El jefe de la base, comandante general Romualdo Alarcón y un destacamento de marines armados estaban esperando en la puerta. Cuando la caravana se detuvo, el general Alarcón dijo al capitán al mando del destacamento:

—El prisionero debe ser llevado directamente a su celda. Nadie debe hablar con él.

El comandante general Romualdo Alarcón contempló cómo la caravana penetraba en el recinto. Hubiera dado un mes de su paga por saber la identidad del hombre que iba en el camión. El comando general consistía en una extensión para la estación aérea del Cuerpo de Marinos y una parte de la academia del CICPC y era el centro principal de entrenamiento para oficiales del Cuerpo de Marina de Venezuela. Nunca les habían pedido antes que alojaran a un prisionero civil. Estaba totalmente fuera de los reglamentos.

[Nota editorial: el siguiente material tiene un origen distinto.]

use std::fs;
use std::path::Path;

use async_trait::async_trait;
use serde::{Deserialize, Serialize};
use tracing::{debug, info, warn};

use crate::error::SynthesisError;
use crate::theme::VoiceIdentity;
use crate::timing::TokenTiming;

/// Narrow seam over the speech-synthesis provider so the orchestrator can be
/// driven by a deterministic fake in tests.
#[async_trait]
pub trait SpeechSynthesizer: Send + Sync {
    /// Synthesize narration for `text` with `voice`, persisting the audio
    /// bytes to `out_path`.
    async fn synthesize(
        &self,
        text: &str,
        voice: &VoiceIdentity,
        out_path: &Path,
    ) -> Result<(), SynthesisError>;

    /// Request word-level timings for the same text/voice. `Ok(None)` means
    /// the provider has no timings; the caller falls back to estimation.
    async fn word_timings(
        &self,
        text: &str,
        voice: &VoiceIdentity,
    ) -> Result<Option<Vec<TokenTiming>>, SynthesisError>;
}

const API_BASE: &str = "https://api.elevenlabs.io/v1/text-to-speech";
const MODEL_ID: &str = "eleven_monolingual_v1";

/// ElevenLabs text-to-speech client.
pub struct ElevenLabsClient {
    client: reqwest::Client,
    api_key: String,
    stability: f64,
    similarity_boost: f64,
}

impl ElevenLabsClient {
    pub fn new(
        client: reqwest::Client,
        api_key: String,
        stability: f64,
        similarity_boost: f64,
    ) -> Self {
        Self {
            client,
            api_key,
            stability,
            similarity_boost,
        }
    }

    fn body<'a>(&self, text: &'a str, output_format: Option<&'a str>) -> SynthesisRequest<'a> {
        SynthesisRequest {
            text,
            model_id: MODEL_ID,
            voice_settings: VoiceSettings {
                stability: self.stability,
                similarity_boost: self.similarity_boost,
            },
            output_format,
        }
    }
}

#[derive(Debug, Serialize)]
struct SynthesisRequest<'a> {
    text: &'a str,
    model_id: &'a str,
    voice_settings: VoiceSettings,
    #[serde(skip_serializing_if = "Option::is_none")]
    output_format: Option<&'a str>,
}

#[derive(Debug, Serialize)]
struct VoiceSettings {
    stability: f64,
    similarity_boost: f64,
}

#[derive(Debug, Deserialize)]
struct TimingResponse {
    word_timings: Option<Vec<RawWordTiming>>,
}

#[derive(Debug, Deserialize)]
struct RawWordTiming {
    word: String,
    start: f64,
    end: f64,
}

fn classify_status(
    voice: &VoiceIdentity,
    status: reqwest::StatusCode,
    body: String,
) -> SynthesisError {
    if status == reqwest::StatusCode::NOT_FOUND || status == reqwest::StatusCode::BAD_REQUEST {
        SynthesisError::VoiceRejected {
            voice: voice.name.to_string(),
            message: format!("{status} - {body}"),
        }
    } else if status.is_server_error() || status == reqwest::StatusCode::TOO_MANY_REQUESTS {
        SynthesisError::Transient(format!("{status} - {body}"))
    } else {
        SynthesisError::Fatal(format!("{status} - {body}"))
    }
}

fn request_error(e: reqwest::Error) -> SynthesisError {
    // Connection-level failures are worth another attempt.
    if e.is_connect() || e.is_timeout() {
        SynthesisError::Transient(e.to_string())
    } else {
        SynthesisError::Fatal(e.to_string())
    }
}

#[async_trait]
impl SpeechSynthesizer for ElevenLabsClient {
    async fn synthesize(
        &self,
        text: &str,
        voice: &VoiceIdentity,
        out_path: &Path,
    ) -> Result<(), SynthesisError> {
        info!("Generating speech with voice \"{}\"", voice.name);
        let url = format!("{API_BASE}/{}/stream", voice.id);
        let response = self
            .client
            .post(&url)
            .header("Accept", "audio/mpeg")
            .header("xi-api-key", &self.api_key)
            .json(&self.body(text, None))
            .send()
            .await
            .map_err(request_error)?;

        let status = response.status();
        if !status.is_success() {
            let body = response.text().await.unwrap_or_default();
            return Err(classify_status(voice, status, body));
        }

        let bytes = response.bytes().await.map_err(request_error)?;
        fs::write(out_path, &bytes)
            .map_err(|e| SynthesisError::Fatal(format!("writing {}: {e}", out_path.display())))?;
        info!("Speech written to {} ({} bytes)", out_path.display(), bytes.len());
        Ok(())
    }

    async fn word_timings(
        &self,
        text: &str,
        voice: &VoiceIdentity,
    ) -> Result<Option<Vec<TokenTiming>>, SynthesisError> {
        debug!("Requesting word timings for voice \"{}\"", voice.name);
        let url = format!("{API_BASE}/{}", voice.id);
        let response = self
            .client
            .post(&url)
            .header("Accept", "application/json")
            .header("xi-api-key", &self.api_key)
            .json(&self.body(text, Some("json_format")))
            .send()
            .await
            .map_err(request_error)?;

        let status = response.status();
        if !status.is_success() {
            let body = response.text().await.unwrap_or_default();
            return Err(classify_status(voice, status, body));
        }

        let parsed: TimingResponse = response.json().await.map_err(request_error)?;
        match parsed.word_timings {
            Some(raw) if !raw.is_empty() => {
                info!("Provider returned timings for {} words", raw.len());
                Ok(Some(
                    raw.into_iter()
                        .map(|w| TokenTiming {
                            text: w.word,
                            start: w.start,
                            end: w.end,
                        })
                        .collect(),
                ))
            }
            _ => {
                warn!("Provider response carried no word timings");
                Ok(None)
            }
        }
    }
}

#[cfg(test)]
mod tests {
    use super::*;
    use crate::theme::DEFAULT_VOICE;

    #[test]
    fn not_found_is_a_voice_rejection() {
        let err = classify_status(&DEFAULT_VOICE, reqwest::StatusCode::NOT_FOUND, String::new());
        assert!(matches!(err, SynthesisError::VoiceRejected { .. }));
    }

    #[test]
    fn server_errors_are_transient() {
        let err = classify_status(
            &DEFAULT_VOICE,
            reqwest::StatusCode::INTERNAL_SERVER_ERROR,
            String::new(),
        );
        assert!(err.is_transient());
        let err = classify_status(
            &DEFAULT_VOICE,
            reqwest::StatusCode::TOO_MANY_REQUESTS,
            String::new(),
        );
        assert!(err.is_transient());
    }

    #[test]
    fn auth_failure_is_fatal() {
        let err = classify_status(&DEFAULT_VOICE, reqwest::StatusCode::UNAUTHORIZED, String::new());
        assert!(matches!(err, SynthesisError::Fatal(_)));
    }

    #[test]
    fn timing_response_parses_word_array() {
        let raw = r#"{"word_timings":[{"word":"hello","start":0.0,"end":0.4}]}"#;
        let parsed: TimingResponse = serde_json::from_str(raw).unwrap();
        let timings = parsed.word_timings.unwrap();
        assert_eq!(timings[0].word, "hello");
        assert_eq!(timings[0].end, 0.4);
    }

    #[test]
    fn timing_response_tolerates_missing_array() {
        let parsed: TimingResponse = serde_json::from_str("{}").unwrap();
        assert!(parsed.word_timings.is_none());
    }
}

Dos horas antes, había recibido un llamado telefónico del propio comandante del Cuerpo de Marina.

—Hay un hombre en camino a su base, Romualdo. Quiero que deje vacía la prisión y lo coloque allí hasta nuevas órdenes.

El general Alarcón creyó que había oído mal.

—¿Señor, usted dijo que deje vacía la prisión?

—Eso es. Quiero que ese hombre esté solo. No se debe permitir a nadie que esté cerca de él. Y quiero que doble la guardia de la prisión. ¿Entendió?

—Sí, mi comandante.

—Una cosa más, Romualdo. Si algo le pasa a ese hombre mientras esté bajo su custodia despídase de sus bolas.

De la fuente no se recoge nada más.